Poor little crows. Is West Nile really bad out there? It seems to have moderated some here so its not quite as virulent as it used to be.


----------



## flitsnowzoom (Mar 20, 2007)

Loved all the baby pictures. What a nursery you have! Wow, and you just have two hands ?


----------



## TAWhatley (Mar 6, 2001)

Three years ago, WNV just about decimated the corvid population here in So. Cal. My rehabber friend had about 200+ corvids that year of which only about 20 survived. It's not that bad now, but it's still an ugly and noticeable problem here. If the bird has WNV, it typically only lasts from 0-72 hours of arrival.

Terry


----------



## Maggie-NC (Jun 22, 2005)

Terry, all the pictures are wonderful but the baby mocker is too cute. I hope the little blue-eyed crow makes it.


----------



## Feather (Dec 8, 2005)

Bless all their young little hearts. I have a tiny sparrow that had something wrong with his wing. I first saw him sitting by the pond, and as he hopped off the rock, he went down head first into the grass and got stuck there. He still has a very caring mom and dad so I bring him in at night, and during the day I put him in the bottom of a giant planter. His mom and dad come through out the day and feed him. Yesterday early in the morning when I went outside Mom and Dad were perched on the rim waiting for me to bring them their baby.

I hope our crow population doesn't deplete this summer. My pigeons' lives depend on them to sound the alarm when danger is near. The little sparrows help as well.

Feather


----------



## Maggie-NC (Jun 22, 2005)

Feather, that is so sweet. Isn't it amazing and wonderful what good parents (at least most) birds are? And, I don't think it is all instinct. I think there is real love being exhibited.

We have had a little sparrow in our yard for almost a week now that won't fly but he scoots around the yard going from our deck to a large cedar tree to the grapevine. Can't catch him yet but we do keep an eye on him and put seed in areas we know that he goes. It is an adult. Lewis did see him make a short knee high flight about 5 feet so hopefully whatever is going on is getting better.

It is sooooo nice to see you back posting!


----------



## naturegirl (Nov 7, 2005)

Cute babies Terry! Keep the pics coming always excited to see your pics whenever you show us 

Cindy


----------



## TerriB (Nov 16, 2003)

Ptero and Jewel's baby has the sweetest expression!

Hmmm...lovebird butts.


----------



## TAWhatley (Mar 6, 2001)

The baby crow in this series of pictures passed away this afternoon. That is pretty much "on target" with WNV crows only living about 72 hours or less from the time they are rescued. I don't know for a fact that WNV was the cause of death, but it is quite likely. 

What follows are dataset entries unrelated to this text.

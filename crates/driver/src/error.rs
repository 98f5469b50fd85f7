//! Driver error types.

use chunkline_protocol::{Coded, ErrorCode, UploadId};
use chunkline_recovery::RecoveryError;
use chunkline_transfer::UploadError;

/// Errors produced while driving a whole-file upload.
#[derive(Debug, thiserror::Error)]
pub enum DriverError {
    #[error(transparent)]
    Upload(#[from] UploadError),

    #[error(transparent)]
    Recovery(#[from] RecoveryError),

    #[error("file does not match upload {upload_id}: {reason}")]
    FileMismatch { upload_id: UploadId, reason: String },

    #[error("cancelled")]
    Cancelled,
}

impl DriverError {
    /// Whether a later run may pick the upload up again.
    pub fn is_resumable(&self) -> bool {
        matches!(
            self,
            Self::Cancelled
                | Self::Recovery(RecoveryError::Cancelled)
                | Self::Recovery(RecoveryError::MaxRetriesExceeded { .. })
        )
    }
}

impl Coded for DriverError {
    fn code(&self) -> ErrorCode {
        match self {
            Self::Upload(e) => e.code(),
            Self::Recovery(e) => e.code(),
            Self::FileMismatch { .. } => ErrorCode::InvalidMetadata,
            Self::Cancelled => ErrorCode::Cancelled,
        }
    }
}

#[cfg(test)]
mod tests {
    use super::*;

    #[test]
    fn codes_pass_through() {
        let id = UploadId::new();
        assert_eq!(
            DriverError::from(UploadError::SessionExpired(id)).code(),
            ErrorCode::SessionExpired
        );
        assert_eq!(
            DriverError::from(RecoveryError::UploadExpired(id)).code(),
            ErrorCode::UploadExpired
        );
        assert_eq!(DriverError::Cancelled.code(), ErrorCode::Cancelled);
    }

    #[test]
    fn only_transient_outcomes_are_resumable() {
        assert!(DriverError::Cancelled.is_resumable());
        assert!(DriverError::from(RecoveryError::Cancelled).is_resumable());
        assert!(!DriverError::from(UploadError::SessionCancelled(UploadId::new())).is_resumable());
    }
}
use std::sync::Arc;
use std::time::Duration;

use chrono::{DateTime, Utc};
use tokio::task::JoinHandle;
use tokio_util::sync::CancellationToken;
use tracing::{debug, info, warn};

use chunkline_protocol::UploadStatus;
use chunkline_protocol::messages::{CleanupReport, OrphanCleanup};
use chunkline_store::{ChunkRepo, RetryLogRepo, SessionFilter, SessionRepo};

use crate::engine::RecoveryEngine;
use crate::error::{RecoveryError, RecoveryResult};

impl RecoveryEngine {
    /// Drops retry log entries older than `retention_days`.
    pub async fn cleanup_expired_retry_logs(&self, retention_days: u32) -> RecoveryResult<u64> {
        let cutoff = chrono::Duration::try_days(i64::from(retention_days))
            .and_then(cutoff_for)
            .ok_or_else(|| {
                RecoveryError::InvalidArgument(format!(
                    "retry log retention of {retention_days} days is out of range"
                ))
            })?;
        let removed = self.store.delete_retries_before(cutoff).await?;
        if removed > 0 {
            info!(removed, retention_days, "expired retry log entries removed");
        }
        Ok(removed)
    }

    /// Deletes failed and cancelled sessions idle for longer than
    /// `inactivity`, together with their chunks.
    ///
    /// Reclaimed space is the size of the purged chunks. Sessions whose
    /// chunks were already gone are counted at their declared file size.
    pub async fn cleanup_orphan_sessions(
        &self,
        inactivity: chrono::Duration,
    ) -> RecoveryResult<OrphanCleanup> {
        let cutoff = cutoff_for(inactivity).ok_or_else(|| {
            RecoveryError::InvalidArgument(format!(
                "orphan threshold of {}h is out of range",
                inactivity.num_hours()
            ))
        })?;
        let filter = SessionFilter {
            updated_before: Some(cutoff),
            ..SessionFilter::with_statuses(&[UploadStatus::Failed, UploadStatus::Cancelled])
        };
        let orphans = self.store.list_sessions(&filter).await?;

        let mut report = OrphanCleanup::default();
        let mut declared_bytes = 0u64;
        for session in orphans {
            let purge = self.store.delete_chunks(session.id).await?;
            if self.store.delete_session(session.id).await? {
                debug!(upload = %session.id, chunks = purge.chunks, "orphan session removed");
                report.cleaned_sessions += 1;
                declared_bytes += session.file_size;
            }
            report.cleaned_chunks += purge.chunks;
            report.reclaimed_space += purge.bytes;
        }
        if report.reclaimed_space == 0 {
            report.reclaimed_space = declared_bytes;
        }

        if report.cleaned_sessions > 0 {
            info!(
                sessions = report.cleaned_sessions,
                chunks = report.cleaned_chunks,
                bytes = report.reclaimed_space,
                "orphan sessions cleaned"
            );
        }
        Ok(report)
    }

    /// Deletes expired session rows idle for longer than `inactivity`.
    ///
    /// Their chunks were purged when they expired; any left behind go too.
    pub async fn purge_expired_sessions(
        &self,
        inactivity: chrono::Duration,
    ) -> RecoveryResult<u64> {
        let cutoff = cutoff_for(inactivity).ok_or_else(|| {
            RecoveryError::InvalidArgument(format!(
                "expired-row threshold of {}h is out of range",
                inactivity.num_hours()
            ))
        })?;
        let filter = SessionFilter {
            updated_before: Some(cutoff),
            ..SessionFilter::with_statuses(&[UploadStatus::Expired])
        };

        let mut removed = 0u64;
        for session in self.store.list_sessions(&filter).await? {
            self.store.delete_chunks(session.id).await?;
            if self.store.delete_session(session.id).await? {
                debug!(upload = %session.id, "expired session removed");
                removed += 1;
            }
        }
        if removed > 0 {
            info!(removed, "expired sessions removed");
        }
        Ok(removed)
    }

    /// One maintenance pass: expire stale sessions, drop orphans and old
    /// expired rows, trim the retry log.
    pub async fn run_once(&self) -> RecoveryResult<CleanupReport> {
        self.maintenance_pass().await.map_err(|e| {
            warn!(error = %e, "maintenance pass failed");
            RecoveryError::CleanupFailed(e.to_string())
        })
    }

    async fn maintenance_pass(&self) -> RecoveryResult<CleanupReport> {
        Ok(CleanupReport {
            expired_sessions: self.sessions.expire_stale(Utc::now()).await?,
            orphans: self
                .cleanup_orphan_sessions(self.config.orphan_threshold)
                .await?,
            expired_removed: self
                .purge_expired_sessions(self.config.orphan_threshold)
                .await?,
            retry_logs_removed: self
                .cleanup_expired_retry_logs(self.config.retry_log_retention_days)
                .await?,
        })
    }
}

/// `now - age`, or `None` when the age is negative or out of range.
fn cutoff_for(age: chrono::Duration) -> Option<DateTime<Utc>> {
    if age < chrono::Duration::zero() {
        return None;
    }
    Utc::now().checked_sub_signed(age)
}

/// Shortest period the scheduler will tick at.
const MIN_INTERVAL: Duration = Duration::from_secs(1);

/// Runs [`RecoveryEngine::run_once`] on a fixed period until cancelled.
pub struct MaintenanceScheduler {
    engine: Arc<RecoveryEngine>,
    interval: Duration,
    cancel: CancellationToken,
}

impl MaintenanceScheduler {
    /// Scheduler ticking at the engine's configured cleanup interval.
    pub fn new(engine: Arc<RecoveryEngine>) -> Self {
        let interval = engine.config().cleanup_interval;
        Self::with_interval(engine, interval)
    }

    /// Periods shorter than one second are raised to one second.
    pub fn with_interval(engine: Arc<RecoveryEngine>, interval: Duration) -> Self {
        Self {
            engine,
            interval: interval.max(MIN_INTERVAL),
            cancel: CancellationToken::new(),
        }
    }

    /// Token that stops the loop when cancelled.
    pub fn cancel_token(&self) -> CancellationToken {
        self.cancel.clone()
    }

    pub fn stop(&self) {
        self.cancel.cancel();
    }

    /// Spawns the maintenance loop. The first pass runs immediately.
    pub fn start(&self) -> JoinHandle<()> {
        let engine = Arc::clone(&self.engine);
        let cancel = self.cancel.clone();
        let period = self.interval;

        tokio::spawn(async move {
            let mut ticker = tokio::time::interval(period);
            ticker.set_missed_tick_behavior(tokio::time::MissedTickBehavior::Delay);

            loop {
                tokio::select! {
                    _ = ticker.tick() => {
                        // Failures are already logged; the next tick retries.
                        if let Ok(report) = engine.run_once().await {
                            debug!(?report, "maintenance pass done");
                        }
                    }
                    _ = cancel.cancelled() => {
                        info!("maintenance scheduler stopped");
                        break;
                    }
                }
            }
        })
    }
}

I have been calling Ptero and Jewel's baby Bambino, and that name is probably going to stick. Bambino made a great little ambassador for pigeondom at the event I attended on Saturday. That little one put in a very long day of being ooohhh'ed and aaahhh'ed over and guessed to be just about everything from a Condor to a Pelican to a Penguin with many Chicken or Duck guesses to boot. I was beginning to think Bambino would be going home with a bald spot on the head and another on the back from being gently touched by dozens and dozens of people of all ages. It was a very nice event, and I am pleased to report that out of hundreds of people who stopped to see Bambino and chat for a bit that only two came out with the dreaded "rats with wings" comment. There were probably another four or five that I could tell were not real thrilled at finding out the cute little bird they had been admiring was a pigeon. All in all most were quite amazed and NONE had ever seen a pigeon so young. The other interesting comments were "Is it real?" and "Is it alive?" .. those definitely prompted me to ask them to very gently touch/pet the bird and arrive at their own conclusions.

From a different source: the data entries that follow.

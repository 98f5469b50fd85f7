use std::collections::HashMap;
use std::io::{Read, Seek, SeekFrom, Write};
use std::path::{Path, PathBuf};

use sha2::{Digest, Sha256};

use chunkline_protocol::{DEFAULT_CHUNK_SIZE, total_chunks_for};

use crate::error::{UploadError, UploadResult};
use crate::validation::validate_relative_path;

/// One numbered slice of a file.
#[derive(Debug, Clone, PartialEq, Eq)]
pub struct Chunk {
    /// 1-based chunk ordinal.
    pub number: u32,
    /// Byte offset within the file.
    pub offset: u64,
    pub data: Vec<u8>,
    /// SHA-256 hex digest of `data`.
    pub checksum: String,
}

// ---------------------------------------------------------------------------
// Checksum helpers
// ---------------------------------------------------------------------------

/// Computes SHA-256 of `data` and returns the hex-encoded digest.
pub fn checksum_bytes(data: &[u8]) -> String {
    let mut hasher = Sha256::new();
    hasher.update(data);
    hex::encode(hasher.finalize())
}

/// Returns `true` if `data` hashes to `expected` (case-insensitive hex).
pub fn verify_checksum(data: &[u8], expected: &str) -> bool {
    checksum_bytes(data).eq_ignore_ascii_case(expected.trim())
}

/// Returns `true` if `s` looks like a SHA-256 hex digest.
pub fn is_sha256_hex(s: &str) -> bool {
    s.len() == 64 && s.bytes().all(|b| b.is_ascii_hexdigit())
}

/// Computes SHA-256 of an entire file and returns the hex-encoded digest.
pub fn calculate_file_checksum(path: &Path) -> UploadResult<String> {
    let mut file = std::fs::File::open(path)?;
    let mut hasher = Sha256::new();
    let mut buf = [0u8; 8192];
    loop {
        let n = file.read(&mut buf)?;
        if n == 0 {
            break;
        }
        hasher.update(&buf[..n]);
    }
    Ok(hex::encode(hasher.finalize()))
}

// ---------------------------------------------------------------------------
// ChunkReader
// ---------------------------------------------------------------------------

/// Reads a file in fixed-size, numbered chunks with SHA-256 checksums.
pub struct ChunkReader {
    file: std::fs::File,
    chunk_size: u64,
    next_number: u32,
    file_name: String,
    file_size: u64,
}

impl ChunkReader {
    /// Opens `path` for chunked reading.
    ///
    /// If `chunk_size` is 0, [`DEFAULT_CHUNK_SIZE`] is used.
    pub fn new(path: &Path, chunk_size: u64) -> UploadResult<Self> {
        let file = std::fs::File::open(path)?;
        let file_size = file.metadata()?.len();
        let chunk_size = if chunk_size == 0 {
            DEFAULT_CHUNK_SIZE
        } else {
            chunk_size
        };
        let file_name = path
            .file_name()
            .map(|n| n.to_string_lossy().into_owned())
            .unwrap_or_default();
        Ok(Self {
            file,
            chunk_size,
            next_number: 1,
            file_name,
            file_size,
        })
    }

    /// Positions the reader so the next call yields chunk `number`.
    pub fn seek_to_chunk(&mut self, number: u32) -> UploadResult<()> {
        if number == 0 || number > self.total_chunks() {
            return Err(UploadError::InvalidChunk(format!(
                "chunk {number} outside 1..={}",
                self.total_chunks()
            )));
        }
        self.file
            .seek(SeekFrom::Start(self.offset_of(number)))?;
        self.next_number = number;
        Ok(())
    }

    /// Reads chunk `number` directly.
    pub fn read_chunk(&mut self, number: u32) -> UploadResult<Chunk> {
        self.seek_to_chunk(number)?;
        self.next_chunk()?
            .ok_or_else(|| UploadError::InvalidChunk(format!("chunk {number} is empty")))
    }

    /// Reads the next chunk. Returns `None` at EOF.
    pub fn next_chunk(&mut self) -> UploadResult<Option<Chunk>> {
        let offset = self.offset_of(self.next_number);
        let remaining = self.file_size.saturating_sub(offset);
        if remaining == 0 {
            return Ok(None);
        }

        let read_size = remaining.min(self.chunk_size) as usize;
        let mut buf = vec![0u8; read_size];
        self.file.read_exact(&mut buf)?;

        let chunk = Chunk {
            number: self.next_number,
            offset,
            checksum: checksum_bytes(&buf),
            data: buf,
        };
        self.next_number += 1;
        Ok(Some(chunk))
    }

    fn offset_of(&self, number: u32) -> u64 {
        u64::from(number.saturating_sub(1)) * self.chunk_size
    }

    pub fn chunk_size(&self) -> u64 {
        self.chunk_size
    }

    pub fn total_chunks(&self) -> u32 {
        total_chunks_for(self.file_size, self.chunk_size)
    }

    /// Total file size in bytes.
    pub fn file_size(&self) -> u64 {
        self.file_size
    }

    /// Final path component of the file being read.
    pub fn file_name(&self) -> &str {
        &self.file_name
    }
}

// ---------------------------------------------------------------------------
// ChunkWriter
// ---------------------------------------------------------------------------

/// Writes chunk bytes at exact offsets into files under a base directory.
pub struct ChunkWriter {
    base_path: PathBuf,
    written: HashMap<String, u64>,
}

impl ChunkWriter {
    /// Creates a writer rooted at `base_path`.
    pub fn new(base_path: &Path) -> Self {
        Self {
            base_path: base_path.to_path_buf(),
            written: HashMap::new(),
        }
    }

    /// Creates `rel_path` empty, discarding anything a previous run left there.
    pub fn create(&mut self, rel_path: &str) -> UploadResult<()> {
        validate_relative_path(rel_path)?;
        let full_path = self.base_path.join(rel_path);
        if let Some(parent) = full_path.parent() {
            std::fs::create_dir_all(parent)?;
        }
        std::fs::OpenOptions::new()
            .create(true)
            .write(true)
            .truncate(true)
            .open(&full_path)?;
        self.written.insert(rel_path.to_string(), 0);
        Ok(())
    }

    /// Writes `chunk` into `rel_path` at the chunk's offset.
    ///
    /// - Rejects paths that escape the base directory.
    /// - Verifies the checksum if non-empty.
    /// - Creates intermediate directories as needed.
    pub fn write_chunk(&mut self, rel_path: &str, chunk: &Chunk) -> UploadResult<()> {
        validate_relative_path(rel_path)?;

        if !chunk.checksum.is_empty() && !verify_checksum(&chunk.data, &chunk.checksum) {
            return Err(UploadError::ChecksumMismatch {
                chunk: chunk.number,
            });
        }

        let full_path = self.base_path.join(rel_path);
        if let Some(parent) = full_path.parent() {
            std::fs::create_dir_all(parent)?;
        }

        let mut file = std::fs::OpenOptions::new()
            .create(true)
            .write(true)
            .truncate(false)
            .open(&full_path)?;
        file.seek(SeekFrom::Start(chunk.offset))?;
        file.write_all(&chunk.data)?;

        let end = chunk.offset + chunk.data.len() as u64;
        let entry = self.written.entry(rel_path.to_string()).or_insert(0);
        *entry = (*entry).max(end);
        Ok(())
    }

    /// Highest byte offset written to `rel_path` (0 if never written).
    pub fn written_offset(&self, rel_path: &str) -> u64 {
        self.written.get(rel_path).copied().unwrap_or(0)
    }

    pub fn base_path(&self) -> &Path {
        &self.base_path
    }
}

I am always happy to have invested time and effort in such events when the result is having broadened the horizons of many people about pigeons.

Terry


----------



## TAWhatley (Mar 6, 2001)

Feather,

What a wonderful story about your little sparrow and his/her parents. It truly is amazing and touching just how devoted bird parents are to their young. I hope your little sparrow will have a long, healthy, and happy life!

Terry


----------



## TerriB (Nov 16, 2003)

TAWhatley said:


> I am always happy to have invested time and effort in such events when the result is having broadened the horizons of many people about pigeons.
> 
> Terry


What a tremendous educational opportunity! Thanks to both you and Bambino!


----------



## Skyeking (Jan 17, 2003)

HiTerry,

I'm sorry to hear the crow passed.

I'm glad Bambino was such a crowd pleaser and drew so much attention.

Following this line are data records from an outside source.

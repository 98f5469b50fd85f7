use std::fmt;

use serde::{Deserialize, Serialize};

/// Machine-readable error code carried across the service boundary.
#[derive(Debug, Clone, Copy, PartialEq, Eq, Hash, Serialize, Deserialize)]
#[serde(rename_all = "SCREAMING_SNAKE_CASE")]
pub enum ErrorCode {
    InvalidMetadata,
    InvalidChunk,
    ChecksumMismatch,
    InvalidState,
    SessionNotFound,
    SessionExpired,
    SessionCancelled,
    UploadExpired,
    ChunkUploadFailed,
    IncompleteUpload,
    FinalizeInProgress,
    AssemblyFailed,
    MaxRetriesExceeded,
    InsufficientData,
    CleanupFailed,
    StorageError,
    Cancelled,
}

impl ErrorCode {
    pub fn as_str(&self) -> &'static str {
        match self {
            Self::InvalidMetadata => "INVALID_METADATA",
            Self::InvalidChunk => "INVALID_CHUNK",
            Self::ChecksumMismatch => "CHECKSUM_MISMATCH",
            Self::InvalidState => "INVALID_STATE",
            Self::SessionNotFound => "SESSION_NOT_FOUND",
            Self::SessionExpired => "SESSION_EXPIRED",
            Self::SessionCancelled => "SESSION_CANCELLED",
            Self::UploadExpired => "UPLOAD_EXPIRED",
            Self::ChunkUploadFailed => "CHUNK_UPLOAD_FAILED",
            Self::IncompleteUpload => "INCOMPLETE_UPLOAD",
            Self::FinalizeInProgress => "FINALIZE_IN_PROGRESS",
            Self::AssemblyFailed => "ASSEMBLY_FAILED",
            Self::MaxRetriesExceeded => "MAX_RETRIES_EXCEEDED",
            Self::InsufficientData => "INSUFFICIENT_DATA",
            Self::CleanupFailed => "CLEANUP_FAILED",
            Self::StorageError => "STORAGE_ERROR",
            Self::Cancelled => "CANCELLED",
        }
    }

    /// Session lifecycle violations that no amount of retrying will fix.
    pub fn is_session_violation(&self) -> bool {
        matches!(
            self,
            Self::SessionNotFound
                | Self::SessionExpired
                | Self::SessionCancelled
                | Self::UploadExpired
                | Self::InvalidState
        )
    }
}

impl fmt::Display for ErrorCode {
    fn fmt(&self, f: &mut fmt::Formatter<'_>) -> fmt::Result {
        f.write_str(self.as_str())
    }
}

#[cfg(test)]
mod tests {
    use super::*;

    #[test]
    fn wire_names_match_display() {
        for code in [
            ErrorCode::InvalidMetadata,
            ErrorCode::SessionNotFound,
            ErrorCode::IncompleteUpload,
            ErrorCode::MaxRetriesExceeded,
            ErrorCode::FinalizeInProgress,
        ] {
            let json = serde_json::to_string(&code).unwrap();
            assert_eq!(json, format!("\"{}\"", code.as_str()));
        }
    }

    #[test]
    fn session_violations() {
        assert!(ErrorCode::SessionExpired.is_session_violation());
        assert!(ErrorCode::UploadExpired.is_session_violation());
        assert!(!ErrorCode::ChunkUploadFailed.is_session_violation());
    }
}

Thank you for sharing your educating adventure, that is positive for the good of all pigeons everywhere, especially our ferals!


----------



## stach_n_flash (Mar 15, 2006)

One of the baby sparrows I have been raising .. almost grown now 


I have a baby Swallow/sparrow(something)! A little bird fell out of our HUGE palm tree and I thought its learning to fly the mom will feed then the cats came over and drag him into the drive way  So I spared him and after looking at his 'poop' came up with the food he was eating a type of berries that grow by our palm and lowquats a mix of other things too but I made him a shake and he loves it! should be released soon!


----------